If you’re looking for a dividend stock to add to your portfolio for next year, you may want to exercise caution on the following three stocks.
With high yields and some headwinds to deal with next year, they could be risky buys and a dividend cut may not be out of the question for them.
Vermilion Energy Inc (TSX:VET)(NYSE:VET) has a very high yield of around 14%. A dividend cut isn’t on the radar for President and CEO Anthony Marino, at least not now as he tried to downplay those concerns earlier this year.
However, if things don’t improve in 2020 for Vermilion, it may only be a matter of time before the company doesn’t have another hand to play.
Vermilion has recorded a net loss in its most recent quarter, and its sales were down by 14%. With a lot of uncertainty in the oil and gas industry, it would be difficult to rely on a dividend this high in an industry that’s still very risky.
The company could slash its dividend payments and still offer a fairly good payout for investors given how high the dividend yield is today.
At the very least, dividend investors willing to take on the risk should monitor Vermilion closely as all it may take is one bad quarter that forces the company’s hand, as there’s little reason for investors to be bullish on oil and gas stocks in 2020.
American Hotel Income Properties REIT (TSX:HOT.UN) is another stock whose dividend could be in danger. The big reason is that in two of the past four quarters, American Hotel has been in the red and when it hasn’t been, its net income has been very thin.
In the trailing 12 months, its net income of US$1.4 million has been under 0.5% of its revenue of US$339 million. Its free cash flow of US$46 million has also been insufficient to cover dividend payments of US$51 million.
With a possible recession and more challenging economic conditions ahead in the U.S., conditions in the tourism industry could worsen, which could result in hotels and motels in the U.S. struggling and lead to further problems for American Hotel.
With a dividend of more than 12%, investors will want to exercise a degree of caution with American Hotel’s stock. There’s a lot of risk here, and similar to Vermilion, there’s room for the stock to cut its dividend and still offer a good payout, which is why I wouldn’t be surprised if a reduction does happen in 2020.
High Arctic Energy Services Inc (TSX:HWO) is also in a similar boat to Vermilion, offering a high dividend yield and being in a very tumultuous oil and gas industry.
With monthly dividend payments of $0.0165 per share, annual dividends of $0.198 are right around 10% of the stock’s current price.
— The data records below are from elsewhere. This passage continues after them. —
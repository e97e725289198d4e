// SPDX-FileCopyrightText: 2025 Jens Pitkänen <jens.pitkanen@helsinki.fi>
//
// SPDX-License-Identifier: GPL-3.0-or-later

use std::collections::BTreeMap;
use std::io::Write;

use anyhow::Context;
use engine::container::zip::{self, Archive, Timestamps};
use tracing::debug;

/// The in-memory editable version of the asset pack, loaded on startup,
/// written back to disk as a fresh zip archive at the end.
///
/// Unlike a general-purpose archive, entries here are plain conditioned
/// asset bytes (a re-encoded PNG, a re-encoded WAV) addressed by the asset
/// name the game will load them under, matching what `assets::PackProvider`
/// expects to find.
pub struct Database {
    pub entries: BTreeMap<String, Vec<u8>>,
}

impl Database {
    pub fn new(pack_file: Option<&[u8]>, password: Option<&str>) -> anyhow::Result<Database> {
        let mut entries = BTreeMap::new();
        if let Some(data) = pack_file {
            debug!("Parsing the existing asset pack.");
            let archive = Archive::open(data).context("Failed to parse the asset pack as a zip archive")?;
            for entry in archive.entries() {
                let bytes = archive
                    .extract(entry, password)
                    .with_context(|| format!("Failed to extract existing entry \"{}\"", entry.name()))?;
                entries.insert(entry.name().to_string(), bytes);
            }
        }
        Ok(Database { entries })
    }

    pub fn clear(&mut self) {
        self.entries.clear();
    }

    pub fn write_into(self, pack_file: &mut impl Write, password: Option<&str>) -> anyhow::Result<()> {
        debug!("Writing {} entries into the asset pack.", self.entries.len());
        let mut writer = zip::Writer::new();
        if let Some(password) = password {
            writer.set_password(password);
        }
        for (name, data) in &self.entries {
            writer.add_entry(name, data, Timestamps::all(0));
        }
        pack_file
            .write_all(&writer.finish())
            .context("Failed to write the asset pack")?;
        Ok(())
    }
}
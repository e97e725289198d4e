// SPDX-FileCopyrightText: 2025 Jens Pitkänen <jens.pitkanen@helsinki.fi>
//
// SPDX-License-Identifier: GPL-3.0-or-later

//! Fixed-timestep scheduler with frame skip, slow motion, and pause.
//!
//! Grounded on `KLoop`/`KLoopCallback`: an app clock that never stops while
//! the loop runs, and a game clock that stops while paused and advances only
//! every `slow_motion_interval`th frame during slow motion. `GameLoop::step`
//! is a single iteration of `KLoop::stepFrame`, meant to be called once per
//! host frame (e.g. from inside [`platform::EngineCallbacks::run_frame`]);
//! [`GameLoop::run`] additionally drives the loop to completion for hosts
//! that don't already pace calls externally (vsync, event pump, …).

use core::ops::ControlFlow;
use core::time::Duration;

use platform::{Instant, Platform};

/// Per-frame hooks driven by [`GameLoop`]. All methods default to a no-op (or
/// `true`, for the two predicates), matching `KLoopCallback`'s
/// virtuals-with-defaults.
pub trait GameLoopCallbacks {
    /// Called at the top of every iteration. Returning false stops the loop.
    fn on_loop_top(&mut self) -> bool {
        true
    }
    /// Called after [`GameLoopCallbacks::on_loop_top`]. Returning false skips
    /// the rest of this iteration (no frame-start/update/render/frame-end),
    /// but the loop keeps running.
    fn on_loop_can_update(&mut self) -> bool {
        true
    }
    /// Called once per iteration that passes both predicates above.
    fn on_loop_frame_start(&mut self) {}
    /// Called when this iteration's game clock advances.
    fn on_loop_update(&mut self) {}
    /// Called when this iteration is due to render (see [`GameLoop::step`]'s
    /// frame-skip accounting).
    fn on_loop_render(&mut self) {}
    /// Called once per iteration that passed both predicates, after update
    /// and render.
    fn on_loop_frame_end(&mut self) {}
}

/// Scheduling state for a fixed-timestep loop. See spec component 4.J.
pub struct GameLoop {
    app_clock: u64,
    game_clock: u64,
    fps_target: u32,
    fps_observed_update: u32,
    fps_observed_render: u32,
    num_update_this_second: u32,
    num_render_this_second: u32,
    num_skips: u32,
    max_skip_frames: u32,
    max_skip_msec: u32,
    slow_motion_timer: u32,
    slow_motion_interval: u32,
    paused: bool,
    step_once: bool,
    last_render: Instant,
    fps_sample_start: Instant,
}

impl GameLoop {
    /// Creates a loop targeting `fps_target` frames per second, with frame
    /// skipping disabled (`max_skip_frames = 0`, `max_skip_msec = 0`) until
    /// configured with [`GameLoop::set_frame_skips`].
    pub fn new(platform: &dyn Platform, fps_target: u32) -> GameLoop {
        let now = platform.now();
        GameLoop {
            app_clock: 0,
            game_clock: 0,
            fps_target: fps_target.max(1),
            fps_observed_update: 0,
            fps_observed_render: 0,
            num_update_this_second: 0,
            num_render_this_second: 0,
            num_skips: 0,
            max_skip_frames: 0,
            max_skip_msec: 0,
            slow_motion_timer: 0,
            slow_motion_interval: 2,
            paused: false,
            step_once: false,
            last_render: now,
            fps_sample_start: now,
        }
    }

    /// Runs one iteration: the top/can-update predicates, clock advancement,
    /// the conditional update and render calls, and frame-end bookkeeping.
    /// Returns [`ControlFlow::Break`] when [`GameLoopCallbacks::on_loop_top`]
    /// asks the loop to stop.
    pub fn step(
        &mut self,
        platform: &dyn Platform,
        callbacks: &mut dyn GameLoopCallbacks,
    ) -> ControlFlow<()> {
        if !callbacks.on_loop_top() {
            return ControlFlow::Break(());
        }
        if !callbacks.on_loop_can_update() {
            return ControlFlow::Continue(());
        }

        self.app_clock += 1;
        callbacks.on_loop_frame_start();

        let mut update_this_frame = !self.paused;
        if update_this_frame && self.slow_motion_timer > 0 {
            update_this_frame = self.slow_motion_timer % self.slow_motion_interval == 0;
            self.slow_motion_timer -= 1;
        }

        if update_this_frame {
            self.game_clock += 1;
            if self.step_once {
                self.step_once = false;
                self.paused = true;
            }
            callbacks.on_loop_update();
            self.num_update_this_second += 1;
        }

        let now = platform.now();
        if self.should_render(now) {
            callbacks.on_loop_render();
            self.num_render_this_second += 1;
        }

        callbacks.on_loop_frame_end();
        self.sample_fps(now);

        ControlFlow::Continue(())
    }

    /// Drives [`GameLoop::step`] until it breaks, sleeping between
    /// iterations to hold `fps_target` via `wait_msec`. Intended for hosts
    /// that don't already pace `step` calls externally (a vsync'd present,
    /// an event pump); `platform-sdl2` calls [`GameLoop::step`] directly
    /// instead, once per vsync.
    pub fn run(
        &mut self,
        platform: &dyn Platform,
        callbacks: &mut dyn GameLoopCallbacks,
        mut wait_msec: impl FnMut(u32),
    ) {
        let frame_period = Duration::from_millis(1000 / self.fps_target as u64);
        // Tolerance for "the next deadline is implausibly far in the
        // future", i.e. the clock jumped backwards or the loop was
        // suspended for a while: rather than try to catch up, the deadline
        // is reset relative to now.
        let skew_tolerance = Duration::from_millis(500);
        let mut next_deadline = platform.now() + frame_period;

        loop {
            if self.step(platform, callbacks).is_break() {
                return;
            }

            let now = platform.now();
            let too_far_future = now + skew_tolerance < next_deadline;
            let already_late = next_deadline + frame_period < now;
            if too_far_future || already_late {
                next_deadline = now + frame_period;
                continue;
            }
            if next_deadline <= now {
                next_deadline = next_deadline + frame_period;
                continue;
            }
            let remaining = next_deadline.duration_since(now).unwrap_or_default();
            let remaining_msec = remaining.as_millis().min(u32::MAX as u128) as u32;
            if remaining_msec > 0 {
                wait_msec(remaining_msec);
            }
            next_deadline = next_deadline + frame_period;
        }
    }

    /// Decides whether to render this frame, tracking consecutive skips.
    ///
    /// Render happens unless all of: the time since the last render is
    /// within this frame's formal budget (`1000 * updates-this-second /
    /// fps_target`), the consecutive skip count hasn't hit
    /// `max_skip_frames`, and the time since the last render hasn't hit
    /// `max_skip_msec`.
    fn should_render(&mut self, now: Instant) -> bool {
        let msec_formal = 1000 * self.num_update_this_second / self.fps_target;
        let msec_since_last_render = now
            .duration_since(self.last_render)
            .map(|d| d.as_millis().min(u32::MAX as u128) as u32)
            .unwrap_or(0);

        let within_budget = msec_since_last_render <= msec_formal;
        let under_skip_cap = self.num_skips < self.max_skip_frames;
        let under_skip_timeout = msec_since_last_render < self.max_skip_msec;

        if within_budget && under_skip_cap && under_skip_timeout {
            self.num_skips += 1;
            return false;
        }

        self.num_skips = 0;
        self.last_render = now;
        true
    }

    fn sample_fps(&mut self, now: Instant) {
        if let Some(elapsed) = now.duration_since(self.fps_sample_start) {
            if elapsed.as_millis() >= 1000 {
                self.fps_observed_update = self.num_update_this_second;
                self.fps_observed_render = self.num_render_this_second;
                self.num_update_this_second = 0;
                self.num_render_this_second = 0;
                self.fps_sample_start = now;
            }
        }
    }

    /// Sets the consecutive-skip and time-since-last-render caps beyond
    /// which a frame is always rendered.
    pub fn set_frame_skips(&mut self, max_skip_frames: u32, max_skip_msec: u32) {
        self.max_skip_frames = max_skip_frames;
        self.max_skip_msec = max_skip_msec;
    }

    /// Sets the target frame rate. Takes effect on the next call to
    /// [`GameLoop::step`]/[`GameLoop::run`].
    pub fn set_fps_target(&mut self, fps_target: u32) {
        self.fps_target = fps_target.max(1);
    }

    /// Enables forced slow motion: the game clock advances only on every
    /// `interval`th app frame, for `duration` such slow frames. `interval`
    /// below 2 is ignored (no slow motion change); `duration` of 0 leaves
    /// any already-scheduled slow motion alone.
    pub fn set_slow_motion(&mut self, interval: u32, duration: u32) {
        if interval >= 2 {
            self.slow_motion_interval = interval;
        }
        if duration > 0 {
            self.slow_motion_timer = duration * self.slow_motion_interval;
        }
    }

    /// Freezes the game clock; the app clock and rendering continue.
    pub fn pause(&mut self) {
        self.step_once = false;
        self.paused = true;
    }

    /// Resumes the game clock.
    pub fn play(&mut self) {
        self.step_once = false;
        self.paused = false;
    }

    /// Allows exactly one more update tick, then re-pauses. If not currently
    /// paused, pauses instead (matching `KLoop::playStep`).
    pub fn play_step(&mut self) {
        if self.paused {
            self.paused = false;
            self.step_once = true;
        } else {
            self.pause();
        }
    }

    pub fn is_paused(&self) -> bool {
        self.paused
    }

    pub fn app_frames(&self) -> u64 {
        self.app_clock
    }

    pub fn game_frames(&self) -> u64 {
        self.game_clock
    }

    pub fn app_time_seconds(&self) -> f32 {
        self.app_clock as f32 / self.fps_target as f32
    }

    pub fn game_time_seconds(&self) -> f32 {
        self.game_clock as f32 / self.fps_target as f32
    }

    /// Returns `(fps_target, observed update fps, observed render fps)`,
    /// the latter two sampled once per second of wall time.
    pub fn fps(&self) -> (u32, u32, u32) {
        (self.fps_target, self.fps_observed_update, self.fps_observed_render)
    }
}

#[cfg(test)]
mod tests {
    use super::{GameLoop, GameLoopCallbacks};
    use crate::test_platform::TestPlatform;

    #[derive(Default)]
    struct CountingCallbacks {
        updates: u32,
        renders: u32,
    }

    impl GameLoopCallbacks for CountingCallbacks {
        fn on_loop_update(&mut self) {
            self.updates += 1;
        }
        fn on_loop_render(&mut self) {
            self.renders += 1;
        }
    }

    #[test]
    fn app_clock_always_advances_game_clock_only_when_unpaused() {
        let platform = TestPlatform::new(false);
        let mut loop_ = GameLoop::new(&platform, 60);
        let mut callbacks = CountingCallbacks::default();

        for _ in 0..5 {
            loop_.step(&platform, &mut callbacks);
        }
        assert_eq!(5, loop_.app_frames());
        assert_eq!(5, loop_.game_frames());

        loop_.pause();
        for _ in 0..3 {
            loop_.step(&platform, &mut callbacks);
        }
        assert_eq!(8, loop_.app_frames());
        assert_eq!(5, loop_.game_frames());
    }

    #[test]
    fn play_step_advances_exactly_one_tick_then_repauses() {
        let platform = TestPlatform::new(false);
        let mut loop_ = GameLoop::new(&platform, 60);
        let mut callbacks = CountingCallbacks::default();

        loop_.pause();
        loop_.play_step();
        loop_.step(&platform, &mut callbacks);
        assert_eq!(1, loop_.game_frames());
        assert!(loop_.is_paused());

        loop_.step(&platform, &mut callbacks);
        assert_eq!(1, loop_.game_frames());
    }

    #[test]
    fn slow_motion_divides_game_clock_advancement() {
        let platform = TestPlatform::new(false);
        let mut loop_ = GameLoop::new(&platform, 60);
        let mut callbacks = CountingCallbacks::default();

        loop_.set_slow_motion(3, 9);
        for _ in 0..9 {
            loop_.step(&platform, &mut callbacks);
        }

        assert_eq!(9, loop_.app_frames());
        assert_eq!(3, loop_.game_frames());
    }

    #[test]
    fn on_loop_top_false_stops_the_loop() {
        struct StopAfterTwo {
            frames: u32,
        }
        impl GameLoopCallbacks for StopAfterTwo {
            fn on_loop_top(&mut self) -> bool {
                self.frames < 2
            }
            fn on_loop_frame_start(&mut self) {
                self.frames += 1;
            }
        }

        let platform = TestPlatform::new(false);
        let mut loop_ = GameLoop::new(&platform, 60);
        let mut callbacks = StopAfterTwo { frames: 0 };

        let mut waits = 0;
        loop_.run(&platform, &mut callbacks, |_| waits += 1);
        assert_eq!(2, callbacks.frames);
        let _ = waits;
    }
}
Although it is not as high of a yield as Vermilion’s payout, it’s still a high dividend rate that investors should be wary of.
High Arctic has recorded a net loss in each of the past four quarters although free cash flow of $14.4 million during that time has been more than enough to accommodate the $9.9 million dividends that were paid out.
The stock is trading at a significant discount at around half of its book value, but the risk involved in the industry is why investors have still stayed away from the stock. The dividend is stable, for now, but it’s not one I’d rely on for a long period of time.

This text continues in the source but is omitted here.